🤖 AI Summary
This work addresses the rapid yet often unstructured evolution of Transformer-based language models by proposing a practical, four-dimensional evaluation framework to distinguish substantive advances from incremental improvements and to guide cross-domain deployment. The framework holistically assesses model architecture, alignment methodologies, energy-efficiency trade-offs, and domain adaptability, encompassing key techniques such as encoder/decoder variants, long-context modeling, mixture-of-experts (MoE), retrieval augmentation, instruction tuning, and preference optimization.

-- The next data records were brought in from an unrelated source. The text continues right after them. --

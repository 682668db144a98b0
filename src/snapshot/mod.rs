// This Source Code Form is subject to the terms of the Mozilla Public
// License, v. 2.0. If a copy of the MPL was not distributed with this
// file, You can obtain one at http://mozilla.org/MPL/2.0/.

/*!
Grid snapshots.

A snapshot is a tabular little-endian binary file with fixed blocks —
positions, links, neighbour indices, per-species populations — gated by the
grid's data-stage bitmask, which is stored in the header. Snapshots may be
written after any of the four build stages; reading verifies that every bit
the caller requires is present.

Physical fields round-trip bit-identically (they are written with
`f64::to_bits`). Derived quantities that a snapshot does not carry — edge
directions and lengths, sampling weights, tetrahedra, thermal line widths,
molecular number densities — are recomputed deterministically on read.
 */

mod error;
pub use error::SnapshotError;

use std::io::{BufReader, BufWriter, Read, Write};
use std::path::Path;

use byteorder::{LittleEndian, ReadBytesExt, WriteBytesExt};
use log::info;
use ndarray::Array2;

use crate::constants::NUM_VEL_COEFFS;
use crate::grid::{velocoeffs, DataStage, Grid};
use crate::moldata::MolData;
use crate::params::Configuration;
use crate::solve::Populations;

const MAGIC: &[u8; 4] = b"LRGD";
const VERSION: u16 = 1;

/// Write `grid` (and, for stage four, `pops`) to `path`, restricted to the
/// attribute groups in `mask`. Every bit of `mask` must be present on the
/// grid.
pub fn write_grid<P: AsRef<Path>>(
    path: P,
    grid: &Grid,
    pops: Option<&Populations>,
    mask: u16,
) -> Result<(), SnapshotError> {
    grid.stage.require(mask)?;
    if mask & DataStage::POPULATIONS != 0 && pops.is_none() {
        return Err(SnapshotError::Mismatch(
            "populations block requested but no populations supplied".to_string(),
        ));
    }

    let mut w = BufWriter::new(std::fs::File::create(&path)?);
    w.write_all(MAGIC)?;
    w.write_u16::<LittleEndian>(VERSION)?;
    w.write_u16::<LittleEndian>(mask)?;
    w.write_u64::<LittleEndian>(grid.n_interior as u64)?;
    w.write_u64::<LittleEndian>(grid.n_sink as u64)?;
    w.write_f64::<LittleEndian>(grid.radius)?;

    let ndens = grid.vertices[0].dens.len();
    let nspec = grid.vertices[0].abun.len();
    w.write_u16::<LittleEndian>(ndens as u16)?;
    w.write_u16::<LittleEndian>(nspec as u16)?;
    w.write_u16::<LittleEndian>(NUM_VEL_COEFFS as u16)?;

    // Positions block.
    for v in &grid.vertices {
        w.write_u8(u8::from(v.sink))?;
        for i in 0..3 {
            w.write_f64::<LittleEndian>(v.pos[i])?;
        }
    }

    // Links and neighbour-index blocks.
    let links = if mask & DataStage::NEIGHBOURS != 0 {
        let links = collect_links(grid);
        w.write_u64::<LittleEndian>(links.len() as u64)?;
        for &(a, b) in &links {
            w.write_u64::<LittleEndian>(a as u64)?;
            w.write_u64::<LittleEndian>(b as u64)?;
        }
        for v in &grid.vertices {
            w.write_u64::<LittleEndian>(v.neigh.len() as u64)?;
            for &k in &v.neigh {
                w.write_u64::<LittleEndian>(k as u64)?;
            }
        }
        links
    } else {
        Vec::new()
    };

    if mask & DataStage::VELOCITY != 0 {
        for v in &grid.vertices {
            for i in 0..3 {
                w.write_f64::<LittleEndian>(v.vel[i])?;
            }
        }
    }
    if mask & DataStage::DENSITY != 0 {
        for v in &grid.vertices {
            for &d in &v.dens {
                w.write_f64::<LittleEndian>(d)?;
            }
        }
    }
    if mask & DataStage::ABUNDANCE != 0 {
        for v in &grid.vertices {
            for &a in &v.abun {
                w.write_f64::<LittleEndian>(a)?;
            }
        }
    }
    if mask & DataStage::TURB_DOPPLER != 0 {
        for v in &grid.vertices {
            w.write_f64::<LittleEndian>(v.dopb)?;
        }
    }
    if mask & DataStage::TEMPERATURES != 0 {
        for v in &grid.vertices {
            w.write_f64::<LittleEndian>(v.t[0])?;
            w.write_f64::<LittleEndian>(v.t[1])?;
        }
    }

    // Velocity-coefficient block: the forward polynomial per undirected
    // link; the reversed direction is derived on read.
    if mask & DataStage::ACOEFF != 0 {
        for &(a, b) in &links {
            let k = grid.neighbour_index(a, b).ok_or_else(|| {
                SnapshotError::Corrupt("link without neighbour entry".to_string())
            })?;
            for c in &grid.vertices[a].acoeffs[k] {
                w.write_f64::<LittleEndian>(*c)?;
            }
        }
    }

    if mask & DataStage::POPULATIONS != 0 {
        let pops = pops.unwrap();
        w.write_u16::<LittleEndian>(pops.species.len() as u16)?;
        for arr in &pops.species {
            w.write_u16::<LittleEndian>(arr.ncols() as u16)?;
            for &p in arr.iter() {
                w.write_f64::<LittleEndian>(p)?;
            }
        }
    }

    w.flush()?;
    info!(
        "Wrote grid snapshot ({} vertices, stage mask {:#06x}) to {}",
        grid.vertices.len(),
        mask,
        path.as_ref().display()
    );
    Ok(())
}

/// Read a snapshot back. The caller states the stage bits it needs; missing
/// bits are an error, extra bits are carried along. Returns populations when
/// the file has them.
pub fn read_grid<P: AsRef<Path>>(
    path: P,
    cfg: &Configuration,
    mols: &[MolData],
    required_mask: u16,
) -> Result<(Grid, Option<Populations>), SnapshotError> {
    let mut r = BufReader::new(std::fs::File::open(&path)?);

    let mut magic = [0u8; 4];
    r.read_exact(&mut magic)?;
    if &magic != MAGIC {
        return Err(SnapshotError::BadMagic);
    }
    let version = r.read_u16::<LittleEndian>()?;
    if version != VERSION {
        return Err(SnapshotError::BadVersion(version));
    }
    let mask = r.read_u16::<LittleEndian>()?;
    if mask & required_mask != required_mask {
        return Err(SnapshotError::MissingStage {
            got: mask,
            needed: required_mask,
        });
    }

    let n_interior = r.read_u64::<LittleEndian>()? as usize;
    let n_sink = r.read_u64::<LittleEndian>()? as usize;
    let radius = r.read_f64::<LittleEndian>()?;
    let ndens = r.read_u16::<LittleEndian>()? as usize;
    let nspec = r.read_u16::<LittleEndian>()? as usize;
    let nacoeff = r.read_u16::<LittleEndian>()? as usize;
    if nacoeff != NUM_VEL_COEFFS {
        return Err(SnapshotError::Corrupt(format!(
            "unexpected velocity-coefficient count {nacoeff}"
        )));
    }
    let nvert = n_interior + n_sink;

    let mut positions = Vec::with_capacity(nvert);
    for _ in 0..nvert {
        let sink = r.read_u8()? != 0;
        let mut pos = nalgebra::Vector3::zeros();
        for i in 0..3 {
            pos[i] = r.read_f64::<LittleEndian>()?;
        }
        positions.push((pos, sink));
    }
    let mut grid = Grid::from_positions(positions, radius);
    if grid.n_interior != n_interior {
        return Err(SnapshotError::Corrupt(
            "sink flags disagree with the header counts".to_string(),
        ));
    }

    let mut links: Vec<(usize, usize)> = Vec::new();
    if mask & DataStage::NEIGHBOURS != 0 {
        let nlinks = r.read_u64::<LittleEndian>()? as usize;
        links.reserve(nlinks);
        for _ in 0..nlinks {
            let a = r.read_u64::<LittleEndian>()? as usize;
            let b = r.read_u64::<LittleEndian>()? as usize;
            if a >= nvert || b >= nvert {
                return Err(SnapshotError::Corrupt("link out of range".to_string()));
            }
            links.push((a, b));
        }
        for iv in 0..nvert {
            let count = r.read_u64::<LittleEndian>()? as usize;
            let mut neigh = Vec::with_capacity(count);
            for _ in 0..count {
                let k = r.read_u64::<LittleEndian>()? as usize;
                if k >= nvert {
                    return Err(SnapshotError::Corrupt("neighbour out of range".to_string()));
                }
                neigh.push(k);
            }
            grid.vertices[iv].neigh = neigh;
        }
        grid.stage.set(DataStage::NEIGHBOURS);
    }

    if mask & DataStage::VELOCITY != 0 {
        for v in grid.vertices.iter_mut() {
            for i in 0..3 {
                v.vel[i] = r.read_f64::<LittleEndian>()?;
            }
        }
        grid.stage.set(DataStage::VELOCITY);
    }
    if mask & DataStage::DENSITY != 0 {
        for v in grid.vertices.iter_mut() {
            v.dens = read_f64_vec(&mut r, ndens)?;
        }
        grid.stage.set(DataStage::DENSITY);
    }
    if mask & DataStage::ABUNDANCE != 0 {
        for v in grid.vertices.iter_mut() {
            v.abun = read_f64_vec(&mut r, nspec)?;
        }
        grid.stage.set(DataStage::ABUNDANCE);
    }
    if mask & DataStage::TURB_DOPPLER != 0 {
        for v in grid.vertices.iter_mut() {
            v.dopb = r.read_f64::<LittleEndian>()?;
        }
        grid.stage.set(DataStage::TURB_DOPPLER);
    }
    if mask & DataStage::TEMPERATURES != 0 {
        for v in grid.vertices.iter_mut() {
            v.t[0] = r.read_f64::<LittleEndian>()?;
            v.t[1] = r.read_f64::<LittleEndian>()?;
        }
        grid.stage.set(DataStage::TEMPERATURES);
    }

    if mask & DataStage::ACOEFF != 0 {
        // Edge geometry must exist before coefficients can be attached.
        grid.finish_from_snapshot(cfg.seed)?;
        for v in grid.vertices.iter_mut() {
            v.acoeffs = vec![[0.0; NUM_VEL_COEFFS]; v.neigh.len()];
        }
        for &(a, b) in &links {
            let mut fwd = [0.0; NUM_VEL_COEFFS];
            for c in fwd.iter_mut() {
                *c = r.read_f64::<LittleEndian>()?;
            }
            let ka = grid
                .neighbour_index(a, b)
                .ok_or_else(|| SnapshotError::Corrupt("link without neighbour entry".to_string()))?;
            let kb = grid
                .neighbour_index(b, a)
                .ok_or_else(|| SnapshotError::Corrupt("asymmetric link".to_string()))?;
            grid.vertices[a].acoeffs[ka] = fwd;
            grid.vertices[b].acoeffs[kb] = velocoeffs::reverse(&fwd);
        }
        grid.stage.set(DataStage::ACOEFF);
    } else if mask & DataStage::NEIGHBOURS != 0 {
        grid.finish_from_snapshot(cfg.seed)?;
    }

    let mut pops = None;
    if mask & DataStage::POPULATIONS != 0 {
        let nspecies = r.read_u16::<LittleEndian>()? as usize;
        if nspecies != mols.len() {
            return Err(SnapshotError::Mismatch(format!(
                "snapshot has {nspecies} species, configuration has {}",
                mols.len()
            )));
        }
        let mut species = Vec::with_capacity(nspecies);
        for mol in mols {
            let nlev = r.read_u16::<LittleEndian>()? as usize;
            if nlev != mol.nlev {
                return Err(SnapshotError::Mismatch(format!(
                    "snapshot has {nlev} levels for {}, catalogue has {}",
                    mol.name, mol.nlev
                )));
            }
            let mut arr = Array2::zeros((nvert, nlev));
            for iv in 0..nvert {
                for il in 0..nlev {
                    arr[[iv, il]] = r.read_f64::<LittleEndian>()?;
                }
            }
            species.push(arr);
        }
        pops = Some(Populations { species });
        grid.stage.set(DataStage::POPULATIONS);
    }

    // Derived fields.
    if grid
        .stage
        .has_all(DataStage::ABUNDANCE | DataStage::DENSITY)
    {
        for v in grid.vertices.iter_mut() {
            v.nmol = v.abun.iter().map(|a| a * v.dens[0]).collect();
        }
    }
    if grid
        .stage
        .has_all(DataStage::TURB_DOPPLER | DataStage::TEMPERATURES)
    {
        grid.compute_binv(mols);
    }
    for v in grid.vertices.iter_mut() {
        v.nphot = cfg.ininphot;
    }

    info!(
        "Read grid snapshot ({} vertices, stage mask {:#06x}) from {}",
        nvert,
        mask,
        path.as_ref().display()
    );
    Ok((grid, pops))
}

/// Undirected links (a < b), ordered, from the per-vertex neighbour lists.
fn collect_links(grid: &Grid) -> Vec<(usize, usize)> {
    let mut links = Vec::new();
    for v in &grid.vertices {
        for &k in &v.neigh {
            if v.id < k {
                links.push((v.id, k));
            }
        }
    }
    links.sort_unstable();
    links
}

fn read_f64_vec<R: Read>(r: &mut R, n: usize) -> Result<Vec<f64>, SnapshotError> {
    let mut out = Vec::with_capacity(n);
    for _ in 0..n {
        out.push(r.read_f64::<LittleEndian>()?);
    }
    Ok(out)
}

Through empirical analysis across vertical domains—including healthcare, finance, and law—the study quantifies the trade-offs between model scale and computational cost, redefines what constitutes an “advanced” model in real-world settings, identifies critical research gaps, and offers actionable guidelines for model selection and deployment.
📝 Abstract
Transformer-based language models have become the default substrate for natural language processing and the pace of new releases has made it hard for practitioners to separate durable ideas from the noise of incremental announcements. This review works at two levels. At the level of mechanism, we organise the main transformer families into a working taxonomy, covering encoder-only, decoder-only, encoder-decoder, long-context, permutation-based, and generator-discriminator variants. We then extend the discussion to post-2023 developments that changed the picture in practice: instruction tuning, reinforcement learning from human feedback, direct preference optimisation, mixture-of-experts scaling, retrieval augmentation and the current flagship model families from OpenAI, Anthropic, Google, Meta, Mistral and DeepSeek. At the level of use, we survey deployments across healthcare, finance, legal, education, customer service, creative writing and scientific work. Based on this we link each to the specific capabilities that make a transformer the appropriate tool. The contribution of this paper is a critical assessment that is based on the survey. We compare architectures on four axes that matter to deployment decisions, we quantify the trade-off between parameter count and energy cost. We also discuss how alignment methods, data provenance and benchmark saturation change what it means to call a model "state of the art". The final section lists the research questions that we think deserve more attention.